Though the over-the-top demands for changing behavior during Covid are opposite the monkeypox approach on one level, they fit perfectly into the egoist worldview.

A man receives a booster dose of Pfizer's COVID-19 vaccine in this undated photo. (CNS photo/Yves Herman, Reuters)

Consider the world’s two most novel diseases. When the first, Covid-19, traversed the globe with record alacrity, people were both required by law and urged by society to “stop the spread.” Lockdowns. Remote work. Shuttered schools. Masks. Social distancing. Hospitals and nursing homes sealed off from loved ones. Mandatory vaccination.

The key to stopping Covid’s spread, we were told, was to change our behavior, and to do so cheerfully for the sake of our family members, friends, neighbors, co-workers, and the general public. Advertisements reminiscent of 1940s wartime exhortations to “do our part” appeared in public spaces. To ensure public health we were urged to “mask up,” to stay six feet apart, to avoid large gatherings, to test for Covid often, to isolate ourselves should we become sick.

Violations of these required new behaviors, from wearing a mask below the nose to refusing vaccination, were often met by stern judgments: “You’re killing my grandmother by your careless behavior!” A few who failed to comply suffered the far worse fate of losing their livelihoods.
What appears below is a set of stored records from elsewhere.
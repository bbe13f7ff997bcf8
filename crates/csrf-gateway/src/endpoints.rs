//! Responses the gateway produces without contacting the upstream.

use bytes::Bytes;
use csrf_token::{CookieDirective, CsrfError, SecretToken, Verdict, generate_secret, hash};
use http::StatusCode;
use serde::Serialize;
use serde_json::json;

use crate::guard::{Admission, Guard};

/// A locally generated JSON response.
#[derive(Debug)]
pub struct Reply {
    pub status: StatusCode,
    pub body: Bytes,
    pub set_cookie: Option<CookieDirective>,
}

impl Reply {
    fn json(status: StatusCode, value: serde_json::Value) -> Self {
        Self {
            status,
            body: Bytes::from(value.to_string()),
            set_cookie: None,
        }
    }

    fn internal_error() -> Self {
        Self::json(
            StatusCode::INTERNAL_SERVER_ERROR,
            json!({ "message": "Internal server error" }),
        )
    }
}

#[derive(Serialize)]
struct IssueBody<'a> {
    token: &'a str,
    #[serde(rename = "headerName")]
    header_name: &'a str,
}

/// A freshly minted token and the cookie binding its digest.
pub struct Issued {
    pub token: SecretToken,
    pub cookie: CookieDirective,
}

/// Mint a new token pair. Nothing is written unless every step succeeds.
pub fn issue(guard: &Guard) -> Result<Issued, CsrfError> {
    let token = generate_secret()?;
    let cookie = guard.store().issue(&hash(&token));
    if cookie.to_header().is_none() {
        return Err(CsrfError::Issuance(
            "binding cookie is not a valid header value".into(),
        ));
    }

    Ok(Issued { token, cookie })
}

/// `GET <issue_path>`: `200 {token, headerName}` with the binding cookie, or a bare `500`.
pub fn issue_reply(guard: &Guard) -> Reply {
    let issued = match issue(guard) {
        Ok(issued) => issued,
        Err(e) => {
            log::error!("failed to issue csrf token: {e}");
            return Reply::internal_error();
        }
    };

    let body = IssueBody {
        token: issued.token.as_str(),
        header_name: guard.header_name().as_str(),
    };
    match serde_json::to_vec(&body) {
        Ok(body) => Reply {
            status: StatusCode::OK,
            body: Bytes::from(body),
            set_cookie: Some(issued.cookie),
        },
        Err(e) => {
            log::error!("failed to encode csrf token response: {e}");
            Reply::internal_error()
        }
    }
}

/// Diagnostic check of the submitted header against the cookie.
pub fn validate_reply(guard: &Guard, headers: &http::HeaderMap) -> Reply {
    match guard.verify(headers) {
        Verdict::Valid => Reply::json(StatusCode::OK, json!({ "valid": true })),
        Verdict::MissingToken => Reply::json(
            StatusCode::BAD_REQUEST,
            json!({ "valid": false, "error": CsrfError::MissingToken.to_string() }),
        ),
        Verdict::InvalidToken => Reply::json(
            StatusCode::FORBIDDEN,
            json!({ "valid": false, "error": CsrfError::InvalidToken.to_string() }),
        ),
    }
}

/// `403` for a protected request that failed the guard.
pub fn rejection_reply(admission: Admission) -> Option<Reply> {
    let error = match admission {
        Admission::Exempt | Admission::Verified => return None,
        Admission::MissingToken => CsrfError::MissingToken,
        Admission::InvalidToken => CsrfError::InvalidToken,
    };

    Some(Reply::json(
        StatusCode::FORBIDDEN,
        json!({ "message": error.to_string() }),
    ))
}

/// Any method other than GET on the issuance path.
pub fn method_not_allowed() -> Reply {
    Reply::json(
        StatusCode::METHOD_NOT_ALLOWED,
        json!({ "message": "Method not allowed" }),
    )
}

#[cfg(test)]
mod tests {
    use super::*;
    use crate::configuration::GatewayConfig;
    use http::{HeaderMap, HeaderValue, header};

    fn guard() -> Guard {
        let config = GatewayConfig::from_yaml("upstream:\n  address: \"127.0.0.1:9001\"\n").unwrap();
        Guard::new(&config).unwrap()
    }

    fn body(reply: &Reply) -> serde_json::Value {
        serde_json::from_slice(&reply.body).unwrap()
    }

    fn replay(reply: &Reply, token: Option<&str>) -> HeaderMap {
        let mut headers = HeaderMap::new();
        if let Some(cookie) = &reply.set_cookie {
            let pair = cookie.cookie().stripped().to_string();
            headers.insert(header::COOKIE, HeaderValue::from_str(&pair).unwrap());
        }
        if let Some(token) = token {
            headers.insert("x-csrf-token", HeaderValue::from_str(token).unwrap());
        }
        headers
    }

    #[test]
    fn issue_reply_returns_token_and_cookie() {
        let guard = guard();
        let reply = issue_reply(&guard);
        let body = body(&reply);

        assert_eq!(reply.status, StatusCode::OK);
        assert_eq!(body["headerName"], "x-csrf-token");
        let token = body["token"].as_str().unwrap();
        assert_eq!(token.len(), 64);

        let cookie = reply.set_cookie.as_ref().unwrap().header_value();
        assert!(cookie.contains("HttpOnly"));
        // The digest goes in the cookie, never the token itself.
        assert!(!cookie.contains(token));
        assert!(cookie.contains(hash(token).as_str()));
    }

    #[test]
    fn issue_never_reuses_a_token() {
        let guard = guard();
        let first = body(&issue_reply(&guard));
        let second = body(&issue_reply(&guard));
        assert_ne!(first["token"], second["token"]);
    }

    #[test]
    fn issuance_failure_sets_no_cookie() {
        let mut config =
            GatewayConfig::from_yaml("upstream:\n  address: \"127.0.0.1:9001\"\n").unwrap();
        // Renders a Set-Cookie that is not a valid header value.
        config.csrf.cookie_name = "bad\nname".to_string();
        let guard = Guard::new(&config).unwrap();

        assert!(matches!(issue(&guard), Err(CsrfError::Issuance(_))));

        let reply = issue_reply(&guard);
        assert_eq!(reply.status, StatusCode::INTERNAL_SERVER_ERROR);
        assert!(reply.set_cookie.is_none());
        let body = body(&reply);
        assert_eq!(body, json!({ "message": "Internal server error" }));
        assert!(body.get("token").is_none());
    }

    #[test]
    fn validate_reply_statuses() {
        let guard = guard();
        let issued = issue_reply(&guard);
        let token = body(&issued)["token"].as_str().unwrap().to_string();

        let ok = validate_reply(&guard, &replay(&issued, Some(&token)));
        assert_eq!(ok.status, StatusCode::OK);
        assert_eq!(body(&ok), json!({ "valid": true }));

        let missing = validate_reply(&guard, &replay(&issued, None));
        assert_eq!(missing.status, StatusCode::BAD_REQUEST);
        assert_eq!(body(&missing), json!({ "valid": false, "error": "Missing token" }));

        let invalid = validate_reply(&guard, &replay(&issued, Some("deadbeef")));
        assert_eq!(invalid.status, StatusCode::FORBIDDEN);
        assert_eq!(body(&invalid), json!({ "valid": false, "error": "Invalid token" }));
    }

    #[test]
    fn rejection_reply_bodies() {
        assert!(rejection_reply(Admission::Verified).is_none());
        assert!(rejection_reply(Admission::Exempt).is_none());

        let missing = rejection_reply(Admission::MissingToken).unwrap();
        assert_eq!(missing.status, StatusCode::FORBIDDEN);
        assert_eq!(body(&missing), json!({ "message": "Missing token" }));

        let invalid = rejection_reply(Admission::InvalidToken).unwrap();
        assert_eq!(body(&invalid), json!({ "message": "Invalid token" }));
    }
}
Individual preferences and comforts, the exhortation ran, had to yield to the health of the wider community.

In May 2022, a second disease, monkeypox, suddenly began spreading in Europe and the United States. Unlike the airborne Covid that spreads unwittingly, monkeypox is spread primarily by men who have sex with men. It could be contained, then, should men cease from such behavior.

But, unlike with Covid, the public health authorities are not asking for self-sacrifice or behavior changes from anyone to stop the spread of monkeypox. Instead, agencies such as the New York City Health Department have vacillated on rendering health guidance because, one health official explained, telling homosexual men to abstain from sex “shifts blame onto gay men for the outbreak and could lead them to view public health authorities with distrust.”

Instead, so that these at-risk men can continue to behave as they wish, vaccines have been sent deliberately to areas with high homosexual populations. No public judgment is forthcoming. The message from health authorities is clear: We will get you medicine so you can continue to do as you please.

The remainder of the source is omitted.